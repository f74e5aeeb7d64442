use serde::{Deserialize, Serialize};

use crate::logging::LogEntry;
use crate::types::product::ProductRecord;

/// 对比请求
#[derive(Debug, Clone, Default, Serialize, Deserialize)]
#[serde(default)]
pub struct ComparisonRequest {
    pub product1: String,
    pub product2: String,
    /// 按选择顺序排列的数据源标识符
    pub methods: Vec<String>,
}

impl ComparisonRequest {
    pub fn new(
        product1: impl Into<String>,
        product2: impl Into<String>,
        methods: Vec<String>,
    ) -> Self {
        Self {
            product1: product1.into(),
            product2: product2.into(),
            methods,
        }
    }
}

/// 对比结果，构造后不再修改
#[derive(Debug, Clone, Serialize, Deserialize)]
pub struct ComparisonResult {
    pub product1: ProductRecord,
    pub product2: ProductRecord,
    pub comparison: String,
    pub readme: String,
    pub logs: Vec<LogEntry>,
}
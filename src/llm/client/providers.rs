//! LLM Provider支持模块

use anyhow::Result;
use rig::{
    agent::{Agent, AgentBuilder},
    client::CompletionClient,
    completion::{CompletionModel, Prompt},
    providers::{
        anthropic, deepseek, gemini,
        gemini::completion::gemini_api_types::{AdditionalParameters, GenerationConfig},
        mistral, moonshot, ollama, openai, openrouter,
    },
};

use crate::config::{LLMConfig, LLMProvider};

/// 统一的Provider客户端枚举
#[derive(Clone)]
pub enum ProviderClient {
    OpenAI(openai::Client),
    Moonshot(moonshot::Client),
    DeepSeek(deepseek::Client),
    Mistral(mistral::Client),
    OpenRouter(openrouter::Client),
    Anthropic(anthropic::Client),
    Gemini(gemini::Client),
    Ollama(ollama::Client),
}

impl ProviderClient {
    /// 根据配置创建相应的provider客户端
    ///
    /// 只有 OpenAI 兼容的三家会使用 `api_base_url`，其余走各自的官方地址
    pub fn new(config: &LLMConfig) -> Result<Self> {
        let key = config.api_key.as_str();
        let base_url = config.api_base_url.as_str();

        let client = match config.provider {
            LLMProvider::OpenAI => {
                Self::OpenAI(openai::Client::builder(key).base_url(base_url).build())
            }
            LLMProvider::Moonshot => {
                Self::Moonshot(moonshot::Client::builder(key).base_url(base_url).build())
            }
            LLMProvider::DeepSeek => {
                Self::DeepSeek(deepseek::Client::builder(key).base_url(base_url).build())
            }
            LLMProvider::Mistral => Self::Mistral(mistral::Client::builder(key).build()),
            LLMProvider::OpenRouter => Self::OpenRouter(openrouter::Client::builder(key).build()),
            LLMProvider::Anthropic => {
                Self::Anthropic(anthropic::ClientBuilder::new(key).build()?)
            }
            LLMProvider::Gemini => Self::Gemini(gemini::Client::builder(key).build()?),
            // 本地模型无需密钥
            LLMProvider::Ollama => Self::Ollama(ollama::Client::builder().build()),
        };
        Ok(client)
    }

    /// 创建不带工具的单轮对话Agent
    pub fn create_agent(
        &self,
        model: &str,
        system_prompt: &str,
        config: &LLMConfig,
    ) -> Result<ProviderAgent> {
        let agent = match self {
            Self::OpenAI(client) => ProviderAgent::OpenAI(single_turn(
                client
                    .completion_model(model)
                    .completions_api()
                    .into_agent_builder(),
                system_prompt,
                config,
            )),
            Self::Moonshot(client) => {
                ProviderAgent::Moonshot(single_turn(client.agent(model), system_prompt, config))
            }
            Self::DeepSeek(client) => {
                ProviderAgent::DeepSeek(single_turn(client.agent(model), system_prompt, config))
            }
            Self::Mistral(client) => {
                ProviderAgent::Mistral(single_turn(client.agent(model), system_prompt, config))
            }
            Self::OpenRouter(client) => {
                ProviderAgent::OpenRouter(single_turn(client.agent(model), system_prompt, config))
            }
            Self::Anthropic(client) => {
                ProviderAgent::Anthropic(single_turn(client.agent(model), system_prompt, config))
            }
            Self::Gemini(client) => {
                // Gemini 要求显式的 generation config
                let params =
                    AdditionalParameters::default().with_config(GenerationConfig::default());
                let builder = client
                    .agent(model)
                    .additional_params(serde_json::to_value(params)?);
                ProviderAgent::Gemini(single_turn(builder, system_prompt, config))
            }
            Self::Ollama(client) => {
                ProviderAgent::Ollama(single_turn(client.agent(model), system_prompt, config))
            }
        };
        Ok(agent)
    }
}

/// 对比与README生成共用的Agent参数：系统提示词、最大tokens、温度
fn single_turn<M: CompletionModel>(
    builder: AgentBuilder<M>,
    system_prompt: &str,
    config: &LLMConfig,
) -> Agent<M> {
    builder
        .preamble(system_prompt)
        .max_tokens(config.max_tokens.into())
        .temperature(config.temperature)
        .build()
}

/// 统一的Agent枚举
pub enum ProviderAgent {
    OpenAI(Agent<openai::CompletionModel>),
    Mistral(Agent<mistral::CompletionModel>),
    OpenRouter(Agent<openrouter::CompletionModel>),
    Anthropic(Agent<anthropic::completion::CompletionModel>),
    Gemini(Agent<gemini::completion::CompletionModel>),
    Moonshot(Agent<moonshot::CompletionModel>),
    DeepSeek(Agent<deepseek::CompletionModel>),
    Ollama(Agent<ollama::CompletionModel<reqwest::Client>>),
}

impl ProviderAgent {
    /// 执行prompt
    pub async fn prompt(&self, prompt: &str) -> Result<String> {
        let output = match self {
            Self::OpenAI(agent) => agent.prompt(prompt).await?,
            Self::Moonshot(agent) => agent.prompt(prompt).await?,
            Self::DeepSeek(agent) => agent.prompt(prompt).await?,
            Self::Mistral(agent) => agent.prompt(prompt).await?,
            Self::OpenRouter(agent) => agent.prompt(prompt).await?,
            Self::Anthropic(agent) => agent.prompt(prompt).await?,
            Self::Gemini(agent) => agent.prompt(prompt).await?,
            Self::Ollama(agent) => agent.prompt(prompt).await?,
        };
        Ok(output)
    }
}
use std::sync::Arc;

use anyhow::Result;

use crate::{
    config::Config,
    generator::fallback::FallbackGenerator,
    llm::{LLMClient, TextGenerator},
    sources::SourceRegistry,
};

#[derive(Clone)]
pub struct GeneratorContext {
    /// LLM调用器，用于与AI通信。
    pub llm_client: Arc<dyn TextGenerator>,
    /// 配置
    pub config: Config,
    /// 部署中可用的数据源
    pub sources: SourceRegistry,
    /// 兜底数据生成器
    pub fallback: FallbackGenerator,
}

impl GeneratorContext {
    /// 根据配置创建生成器上下文
    pub fn new(config: Config) -> Result<Self> {
        let llm_client = Arc::new(LLMClient::new(config.llm.clone())?);
        let sources = SourceRegistry::from_config(&config.sources)?;
        Ok(Self::with_parts(config, llm_client, sources))
    }

    /// 使用指定的模型与数据源创建上下文
    pub fn with_parts(
        config: Config,
        llm_client: Arc<dyn TextGenerator>,
        sources: SourceRegistry,
    ) -> Self {
        let fallback = FallbackGenerator::new(config.fallback.clone());
        Self {
            llm_client,
            config,
            sources,
            fallback,
        }
    }
}
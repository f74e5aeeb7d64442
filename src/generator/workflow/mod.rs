use crate::error::CompareError;
use crate::generator::aggregator::ProductAggregator;
use crate::generator::comparison::ComparisonGenerator;
use crate::generator::context::GeneratorContext;
use crate::generator::readme::ReadmeGenerator;
use crate::logging::RequestLog;
use crate::session::{SessionStatus, SessionStore};
use crate::types::{ComparisonRequest, ComparisonResult};

use serde_json::{Map, Value, json};
use std::collections::HashMap;
use std::time::{Duration, Instant};
use uuid::Uuid;

/// 时间跟踪作用域
pub struct TimingScope {
    start_time: Instant,
    phase_start_times: HashMap<&'static str, Instant>,
    phase_durations: Vec<(&'static str, Duration)>,
}

impl Default for TimingScope {
    fn default() -> Self {
        Self::new()
    }
}

impl TimingScope {
    pub fn new() -> Self {
        Self {
            start_time: Instant::now(),
            phase_start_times: HashMap::new(),
            phase_durations: Vec::new(),
        }
    }

    /// 开始一个新的阶段计时
    pub fn start_phase(&mut self, phase_name: &'static str) {
        self.phase_start_times.insert(phase_name, Instant::now());
    }

    /// 结束一个阶段的计时
    pub fn end_phase(&mut self, phase_name: &'static str) -> Option<Duration> {
        let start_time = self.phase_start_times.remove(phase_name)?;
        let duration = start_time.elapsed();
        self.phase_durations.push((phase_name, duration));
        Some(duration)
    }

    /// 获取总执行时间
    pub fn get_total_duration(&self) -> Duration {
        self.start_time.elapsed()
    }

    /// 各阶段耗时（毫秒），按结束顺序排列
    pub fn to_json(&self) -> Value {
        let mut phases = Map::new();
        for (phase, duration) in &self.phase_durations {
            phases.insert(phase.to_string(), json!(duration.as_millis() as u64));
        }
        json!({
            "total_ms": self.get_total_duration().as_millis() as u64,
            "phases_ms": phases,
        })
    }
}

/// 时间跟踪常量
pub struct TimingKeys;

impl TimingKeys {
    pub const AGGREGATION: &'static str = "aggregation";
    pub const COMPARISON: &'static str = "comparison";
    pub const DOCUMENT_GENERATION: &'static str = "document_generation";
}

/// 校验请求参数
pub fn validate_request(request: &ComparisonRequest) -> Result<(), CompareError> {
    if request.product1.trim().is_empty() || request.product2.trim().is_empty() {
        return Err(CompareError::validation("Both product names are required"));
    }
    if request.methods.is_empty() {
        return Err(CompareError::validation(
            "At least one scraping method must be selected",
        ));
    }
    Ok(())
}

/// 一次对比请求的完整流程
pub struct ComparisonWorkflow<'a> {
    context: &'a GeneratorContext,
    log: &'a RequestLog,
    session: Option<(&'a SessionStore, Uuid)>,
}

impl<'a> ComparisonWorkflow<'a> {
    pub fn new(context: &'a GeneratorContext, log: &'a RequestLog) -> Self {
        Self {
            context,
            log,
            session: None,
        }
    }

    /// 把进度同步到会话存储
    pub fn with_session(mut self, store: &'a SessionStore, id: Uuid) -> Self {
        self.session = Some((store, id));
        self
    }

    async fn set_status(&self, status: SessionStatus) {
        if let Some((store, id)) = self.session {
            store.set_status(id, status).await;
        }
    }

    /// 执行对比：校验 → 汇总两个产品 → 生成对比 → 生成README
    pub async fn run(&self, request: &ComparisonRequest) -> Result<ComparisonResult, CompareError> {
        let result = self.run_inner(request).await;
        let status = if result.is_ok() {
            SessionStatus::Completed
        } else {
            SessionStatus::Failed
        };
        self.set_status(status).await;
        result
    }

    async fn run_inner(
        &self,
        request: &ComparisonRequest,
    ) -> Result<ComparisonResult, CompareError> {
        validate_request(request)?;
        self.context
            .config
            .llm
            .check_api_key()
            .map_err(CompareError::missing_api_key)?;

        let product1_name = request.product1.trim();
        let product2_name = request.product2.trim();
        let mut timing = TimingScope::new();

        self.log.info_with(
            format!("Comparing \"{}\" with \"{}\"", product1_name, product2_name),
            json!({ "methods": request.methods }),
        );

        let selection = self.context.sources.select(&request.methods);
        for unknown in &selection.unknown {
            self.log.warn(format!("Ignoring unknown scraping method \"{}\"", unknown));
        }

        self.set_status(SessionStatus::Aggregating).await;
        timing.start_phase(TimingKeys::AGGREGATION);
        let aggregator = ProductAggregator::new(&self.context.fallback, self.log)
            .concurrent(self.context.config.sources.concurrent);
        let product1 = aggregator.aggregate(product1_name, &selection.sources).await;
        let product2 = aggregator.aggregate(product2_name, &selection.sources).await;
        timing.end_phase(TimingKeys::AGGREGATION);

        let llm = self.context.llm_client.as_ref();
        let language = &self.context.config.target_language;

        self.set_status(SessionStatus::Comparing).await;
        timing.start_phase(TimingKeys::COMPARISON);
        let comparison = ComparisonGenerator::new(llm, language, self.log)
            .generate(&product1, &product2)
            .await;
        timing.end_phase(TimingKeys::COMPARISON);

        self.set_status(SessionStatus::Documenting).await;
        timing.start_phase(TimingKeys::DOCUMENT_GENERATION);
        let readme = ReadmeGenerator::new(llm, language, self.log)
            .generate(&product1, &product2, &comparison.text)
            .await;
        timing.end_phase(TimingKeys::DOCUMENT_GENERATION);

        let mut summary = timing.to_json();
        summary["comparison_fallback"] = json!(comparison.used_fallback);
        summary["readme_fallback"] = json!(readme.used_fallback);
        self.log.info_with("Comparison completed", summary);

        Ok(ComparisonResult {
            product1,
            product2,
            comparison: comparison.text,
            readme: readme.text,
            logs: self.log.snapshot(),
        })
    }
}

/// 在独立任务中执行对比，任务异常终止时转为带日志的未预期错误
pub async fn run_guarded(
    context: GeneratorContext,
    request: ComparisonRequest,
    log: RequestLog,
    session: Option<(SessionStore, Uuid)>,
) -> Result<ComparisonResult, CompareError> {
    let task_log = log.clone();
    let task_session = session.clone();
    let handle = tokio::spawn(async move {
        let mut workflow = ComparisonWorkflow::new(&context, &task_log);
        if let Some((store, id)) = &task_session {
            workflow = workflow.with_session(store, *id);
        }
        workflow.run(&request).await
    });

    match handle.await {
        Ok(result) => result,
        Err(join_error) => {
            let details = if join_error.is_panic() {
                let panic = join_error.into_panic();
                panic
                    .downcast_ref::<&str>()
                    .map(|s| s.to_string())
                    .or_else(|| panic.downcast_ref::<String>().cloned())
                    .unwrap_or_else(|| "comparison task panicked".to_string())
            } else {
                join_error.to_string()
            };

            log.error_with(
                "Comparison failed unexpectedly",
                json!({ "details": details }),
            );
            if let Some((store, id)) = &session {
                store.set_status(*id, SessionStatus::Failed).await;
            }
            Err(CompareError::Unexpected {
                details,
                logs: log.snapshot(),
            })
        }
    }
}

// Include tests
#[cfg(test)]
mod tests;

● ● ● ● ●

REQUIREMENT: Count the lines of the material that contain the word "Instant" and state the resulting number without further remark.

COMPLETED EXERCISE: 5